The key mechanism of the human brain being superior to artificial intelligence is revealed: it has the ability to reorganize cognitive modules to "put together building blocks"

In a new study, neuroscientists at Princeton University in the United States have revealed a key mechanism by which the brain maintains an advantage in the face of artificial intelligence (AI): the brain will reuse the same cognitive "modules" in different tasks, and by combining and reorganizing these modules, the brain can quickly construct new behavior patterns like "building blocks". The study was published in the latest issue of the journal Nature.

The most advanced AI models can reach or even surpass humans on a single task, but they do not perform well when it learns and performs many different tasks. This is because the human brain still maintains an advantage in one key area: cognitive flexibility. For example, humans can adapt to new information or unfamiliar challenges relatively easily, such as learning new software, cooking according to recipes, or quickly picking up a new game, while AI struggles to achieve such "instant" learning.

Studies have found that the brain is flexible because it can reuse cognitive components, like building blocks, and splicing these "cognitive building blocks" together. For example, people who can repair bicycles will call on relevant skills when learning to repair motorcycles, and they will be more handy. But there is still a lack of consistent and sufficient evidence in the scientific community on how the brain achieves this cognitive flexibility.

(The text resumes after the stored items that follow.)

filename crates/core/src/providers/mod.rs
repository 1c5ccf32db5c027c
pub mod gemini;
pub mod hashing;

pub use gemini::GeminiEmbedder;
pub use hashing::{HashingEmbedder, DEFAULT_HASHING_DIMENSIONS};

use crate::config::{EmbeddingSettings, ProviderKind};
use crate::embeddings::EmbeddingClient;
use crate::error::{ConfigError, EmbeddingError};
use crate::traits::EmbeddingProvider;
use async_trait::async_trait;

/// Provider picked at runtime from `EmbeddingSettings::provider`.
pub enum ConfiguredEmbedder {
    Gemini(GeminiEmbedder),
    Local(HashingEmbedder),
}

impl ConfiguredEmbedder {
    pub fn from_settings(settings: &EmbeddingSettings) -> Result<Self, ConfigError> {
        match settings.provider {
            ProviderKind::Gemini => Ok(Self::Gemini(GeminiEmbedder::new(settings)?)),
            ProviderKind::Local => Ok(Self::Local(HashingEmbedder::new(
                settings.dimensions.unwrap_or(DEFAULT_HASHING_DIMENSIONS),
            ))),
        }
    }
}

#[async_trait]
impl EmbeddingProvider for ConfiguredEmbedder {
    fn max_batch_size(&self) -> usize {
        match self {
            Self::Gemini(provider) => provider.max_batch_size(),
            Self::Local(provider) => provider.max_batch_size(),
        }
    }

    async fn embed_batch(&self, texts: &[String]) -> Result<Vec<Vec<f32>>, EmbeddingError> {
        match self {
            Self::Gemini(provider) => provider.embed_batch(texts).await,
            Self::Local(provider) => provider.embed_batch(texts).await,
        }
    }
}

pub fn embedding_client(
    settings: &EmbeddingSettings,
) -> Result<EmbeddingClient<ConfiguredEmbedder>, ConfigError> {
    let provider = ConfiguredEmbedder::from_settings(settings)?;
    Ok(EmbeddingClient::new(provider, settings.batch_size).with_expected_dimensions(settings.dimensions))
}
use thiserror::Error;

#[derive(Debug, Error)]
pub enum ExtractionError {
    #[error("io error: {0}")]
    Io(#[from] std::io::Error),

    #[error("file not found: {0}")]
    NotFound(String),

    #[error("unsupported file format: {0} (only .pdf and .docx are supported)")]
    UnsupportedFormat(String),

    #[error("pdf parse error: {0}")]
    PdfParse(String),

    #[error("docx parse error: {0}")]
    DocxParse(String),

    #[error("no extractable text in {0}")]
    NoText(String),

    #[error("no .pdf or .docx files found in {0}")]
    NoDocuments(String),

    #[error("regex error: {0}")]
    Regex(#[from] regex::Error),
}

#[derive(Debug, Error)]
pub enum EmbeddingError {
    #[error("http error: {0}")]
    Http(#[from] reqwest::Error),

    #[error("embedding provider returned {status}: {details}")]
    Provider { status: u16, details: String },

    #[error("embedding provider rate limit exhausted: {0}")]
    RateLimited(String),

    #[error("embedding provider returned {actual} vectors for {expected} inputs")]
    CountMismatch { expected: usize, actual: usize },

    #[error("embedding dimension {actual} does not match expected {expected}")]
    DimensionMismatch { expected: usize, actual: usize },

    #[error("malformed embedding response: {0}")]
    MalformedResponse(String),

    #[error("nothing to embed")]
    EmptyInput,
}

#[derive(Debug, Error)]
pub enum DatabaseError {
    #[error("sqlite error: {0}")]
    Sqlite(#[from] rusqlite::Error),

    #[error("embedding dimension {found} does not match stored dimension {expected}")]
    DimensionMismatch { expected: usize, found: usize },

    #[error("stored embedding is corrupt: {0}")]
    CorruptEmbedding(String),

    #[error("invalid argument: {0}")]
    InvalidArgument(String),
}

#[derive(Debug, Error)]
pub enum ConfigError {
    #[error("missing configuration value: {0}")]
    Missing(&'static str),

    #[error("invalid configuration value for {key}: {details}")]
    Invalid { key: &'static str, details: String },

    #[error("url parse error: {0}")]
    Url(#[from] url::ParseError),
}

#[derive(Debug, Error)]
pub enum PipelineError {
    #[error(transparent)]
    Extraction(#[from] ExtractionError),

    #[error(transparent)]
    Embedding(#[from] EmbeddingError),

    #[error(transparent)]
    Database(#[from] DatabaseError),

    #[error("invalid query: {0}")]
    InvalidQuery(String),
}

pub type Result<T, E = PipelineError> = std::result::Result<T, E>;
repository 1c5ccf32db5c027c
pub mod sqlite;

pub use sqlite::SqliteStore;
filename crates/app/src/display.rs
use docsearch_core::{FileSummary, FolderReport, IndexStage, SearchHit};
use std::fmt::Write;

pub fn print_stage(stage: IndexStage) {
    match stage {
        IndexStage::Done | IndexStage::Failed => {}
        _ => println!("  {stage}..."),
    }
}

pub fn format_results(hits: &[SearchHit]) -> String {
    if hits.is_empty() {
        return "No results found for your search.\n".to_string();
    }

    let mut out = String::new();
    let _ = writeln!(out, "Search Results ({} results):", hits.len());
    let _ = writeln!(out, "{}\n", "=".repeat(50));

    for (position, hit) in hits.iter().enumerate() {
        let _ = writeln!(
            out,
            "{}. Source: {} | Similarity: {:.1}%",
            position + 1,
            hit.file_identifier,
            hit.score * 100.0
        );
        let _ = writeln!(out, "{}\n", hit.chunk_text);
        let _ = writeln!(out, "{}\n", "-".repeat(30));
    }

    out
}

pub fn print_files(files: &[FileSummary]) {
    if files.is_empty() {
        println!("The database is empty.");
        return;
    }

    println!("Indexed documents ({}):", files.len());
    for (position, file) in files.iter().enumerate() {
        println!(
            "  {}. {} ({} chunks)",
            position + 1,
            file.file_identifier,
            file.chunk_count
        );
    }
}

pub fn print_folder_report(report: &FolderReport) {
    for document in &report.indexed {
        println!(
            "  indexed {} ({} chunks)",
            document.file_identifier, document.chunk_count
        );
    }
    for skipped in &report.skipped {
        println!("  skipped {}: {}", skipped.path.display(), skipped.reason);
    }
    println!(
        "{} indexed, {} skipped.",
        report.indexed.len(),
        report.skipped.len()
    );
}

The team trained two male rhesus monkeys to complete three related classification tasks and recorded their brain activity in the process. These tasks are similar to determining whether a blurry image on the screen is more like a rabbit or the letter "T", or closer to red or green. The blur of the image varies, sometimes noticeable, sometimes very subtle. Monkeys express their judgment by looking in different directions. The key to experimental design is that each task, although different, shares certain cognitive elements that allow it to test how the brain reuses the same patterns of neural activity.

After analyzing multiple brain regions, the team found that the prefrontal cortex (the brain region responsible for advanced cognitive functions) contains several reusable activity patterns that correspond to different "cognitive building blocks" that the brain flexibly splices together to construct new behaviors.

In addition, the prefrontal cortex inhibits its activity when certain cognitive modules are not needed, helping the brain focus on the task at hand. This is because cognitive resources are limited, and the brain ensures that the main target task is not disturbed.

According to the team, this combination-based learning method may be the key to humans being able to efficiently learn new skills without forgetting old ones. In contrast, current AI systems often encounter the problem of "catastrophic interference" - after learning new tasks, they often overwrite previous memories. If the modular and reconfigurable mechanism of the human brain is introduced into AI, it may be possible to develop an intelligent system that can continue to learn without forgetting. At the same time, this finding also has clinical implications for understanding certain mental illnesses and brain damage.

【Editor-in-Chief】

Many characteristics of the human brain make today's AI beyond the reach of today's AI. If you have children around you, you will find that infants and toddlers as young as two or three years old can also build toys with graphic instructions, or learn to play with mobile phones without a teacher. The study found that the prefrontal cortex of our brain flexibly combines existing standardized "cognitive modules" to quickly respond to new challenges like playing with building blocks. If this mechanism can be integrated into AI design, it may be possible to develop intelligent systems that can continuously accumulate experience, taking an important step towards general artificial intelligence. Research also suggests that some mental illnesses may also be related to impaired cognitive module reorganization mechanisms.